At the end of it all I got to fly home with a tube full of posters and a huge sense of relief that the project was complete and out of my hands.

All in all I had a great time working on the project. This turned out to be a rather high pressure situation so I learned a lot about myself as a designer as I made my way through the various stages. The only stage I wasn’t really prepared for was the release of the print. It’s one thing to release prints to the design community as I have been doing for a while now, but it’s entirely something else to have an audience as broad as the one commanded by the Barack Obama campaign scrutinizing your work. The response was overwhelmingly positive, something for which I am very thankful, but the politically charged nature of the piece seemed to anger some people. This led me to reflect on my motivations for doing the piece in the first place. I have never pretended to be an expert on politics and have always steered clear of espousing my political views, but when you’re facing the potential continuation of a situation like we have endured for the past eight years in this country and you’re given an opportunity to help change that, even in a small way like with this poster, I think you have to take it. Looking back now I ask myself if I would do anything differently with this piece, to be honest I think I would have approached it slightly differently. But hindsight is always 20/20 and given the parameters and constraints of this project I am pleased with the outcome.

Comment on this post

Many Thanks to Karl Peterson for helping with the CSS on this article.

127 Comments Leave A Comment

1

Jan says:

July 8, 2008 at 1:47 pm

Great insights into your working process!

Although it sounds way too normal – considering the great works you’ve done so far. I was expecting at least one or two crazy habits, I think ;)

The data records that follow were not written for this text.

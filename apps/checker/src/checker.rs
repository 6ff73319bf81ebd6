//! Run orchestration
//!
//! One linear pass per invocation: optional start notice, fetch, evaluate,
//! then alert or log. Scheduling is left to an external trigger.

use chrono::{DateTime, TimeDelta, Utc};
use scrobblewatch_lastfm_client::{FetchErrorKind, LastfmClient, ScrobbleEvent};
use tracing::{info, instrument, warn};

use crate::config::Config;
use crate::error::CheckerResult;
use crate::evaluator::{evaluate, CheckResult, Freshness};
use crate::notifier::{Notifier, NotifyOutcome};

/// Notice posted before the check when `notify_on_start` is set
pub const START_MESSAGE: &str = "Checking Last.fm scrobble status...";

/// Summary of one run
#[derive(Debug, Clone, PartialEq, Eq)]
pub struct RunReport {
    /// Evaluation of the fetched scrobble
    pub result: CheckResult,
    /// Outcome of the start notice, if one was due
    pub start_notice: Option<NotifyOutcome>,
    /// Outcome of the alert, if one was due
    pub alert: Option<NotifyOutcome>,
}

/// Scrobble freshness checker
#[derive(Debug, Clone)]
pub struct Checker {
    lastfm: LastfmClient,
    notifier: Notifier,
    threshold: TimeDelta,
    notify_on_start: bool,
    alert_on_no_data: bool,
}

impl Checker {
    /// Build a checker and its clients from configuration
    pub fn from_config(config: &Config) -> CheckerResult<Self> {
        Ok(Self {
            lastfm: LastfmClient::new(&config.lastfm)?,
            notifier: Notifier::new(config.groupme.as_ref())?,
            threshold: config.staleness_threshold,
            notify_on_start: config.notify_on_start,
            alert_on_no_data: config.alert_on_no_data,
        })
    }

    /// Run one check against the current time
    pub async fn run(&self) -> RunReport {
        self.run_at(Utc::now()).await
    }

    /// Run one check as if the current time were `now`
    #[instrument(skip(self), fields(user = %self.lastfm.user()))]
    pub async fn run_at(&self, now: DateTime<Utc>) -> RunReport {
        let start_notice = if self.notify_on_start {
            Some(self.notifier.notify(START_MESSAGE).await)
        } else {
            None
        };

        let event = self.fetch().await;
        let result = evaluate(event, now, self.threshold);
        let alert = self.report(&result).await;

        RunReport {
            result,
            start_notice,
            alert,
        }
    }

    /// Fetch the latest completed scrobble, collapsing every failure to `None`
    async fn fetch(&self) -> Option<ScrobbleEvent> {
        match self.lastfm.get_recent_scrobble().await {
            Ok(event) => Some(event),
            Err(e) if e.kind() == FetchErrorKind::NoData => {
                info!("Last.fm returned no completed scrobble");
                None
            }
            Err(e) => {
                warn!(kind = %e.kind(), error = %e, "Error fetching recent scrobble");
                None
            }
        }
    }

    /// Log the result and send an alert when one is warranted
    async fn report(&self, result: &CheckResult) -> Option<NotifyOutcome> {
        let hours = self.threshold.num_hours();

        match (&result.status, &result.event) {
            (Freshness::Stale, Some(event)) => {
                warn!(
                    elapsed_secs = result.elapsed.map(|e| e.num_seconds()),
                    "Alert: No scrobble in the past {} hours. Last scrobble at {} with \"{}\"",
                    hours,
                    event.played_at,
                    event
                );
                Some(self.notifier.notify(&self.stale_message()).await)
            }
            (Freshness::Fresh, Some(event)) => {
                info!(
                    elapsed_secs = result.elapsed.map(|e| e.num_seconds()),
                    "All good. Last scrobble at {} with \"{}\"",
                    event.played_at,
                    event
                );
                None
            }
            _ => {
                warn!("No recent scrobble found or error fetching data.");
                if self.alert_on_no_data {
                    Some(self.notifier.notify(&self.no_data_message()).await)
                } else {
                    None
                }
            }
        }
    }

    fn stale_message(&self) -> String {
        format!(
            "WARNING: No scrobbles detected on \"{}\" in the past {} hours.",
            self.lastfm.user(),
            self.threshold.num_hours()
        )
    }

    fn no_data_message(&self) -> String {
        format!(
            "WARNING: Could not retrieve recent scrobbles for \"{}\".",
            self.lastfm.user()
        )
    }
}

I also prefer playing around with my first ideas and the composition first in photoshop. But when I’m not gettin forward, I often try to pull back and then do start with pen&paper, to find out what I should be looking for.

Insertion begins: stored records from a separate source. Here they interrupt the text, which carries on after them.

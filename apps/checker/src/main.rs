use anyhow::Context;
use scrobble_checker::{Checker, Config};
use tracing_subscriber::{layer::SubscriberExt, util::SubscriberInitExt};

#[tokio::main(flavor = "current_thread")]
async fn main() -> anyhow::Result<()> {
    // Load environment variables
    dotenvy::dotenv().ok();

    let config = Config::from_env().context("Failed to load configuration")?;

    // Initialize tracing
    tracing_subscriber::registry()
        .with(tracing_subscriber::EnvFilter::new(&config.log_level))
        .with(tracing_subscriber::fmt::layer())
        .init();

    tracing::info!(
        user = %config.lastfm.user,
        threshold_hours = config.staleness_threshold.num_hours(),
        notifications = config.has_notifications(),
        "Starting scrobble freshness check"
    );

    let checker = Checker::from_config(&config).context("Failed to initialize checker")?;
    let report = checker.run().await;

    tracing::info!(status = %report.result.status, "Scrobble freshness check complete");

    Ok(())
}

Anyway, the result is great and it’s amazing you’re so kind to share some “behindthescenes”-stuff with us. Even the ugly stuff.

2

Darren Wood says:

July 8, 2008 at 2:10 pm

Outstanding! Really enjoyed this post. It’s great to see the process creating something as beautiful as The Obama Poster. Sorry I couldn’t get my hands on one :(

4

PT says:

July 9, 2008 at 1:24 am

Great post, great insight into the project. Pity it wasn’t available internationally.

Peace. PT

5

Daniel Carvalho says:

July 9, 2008 at 2:15 am

Nice article Scott, thanks, appreciate it.

I still have one unanswered question though, I think you were initially intending it to be in the article, about the monitor and calibration. What monitor did you use for this project? I find, a lot of LCD’s have colour fading from the top to the bottom of the screen. If you have for example, I solid mustard yellow colour filling the screen, it would look like it was a gradient.

I’m curious because I’m looking for a new LCD screen and I’ve assumed that you’ve been through this trial before and I could benefit from your experience.

- Daniel

7

ed@dupe says:

July 9, 2008 at 2:36 am

You’re a brave man Scott, quite a terrifying process.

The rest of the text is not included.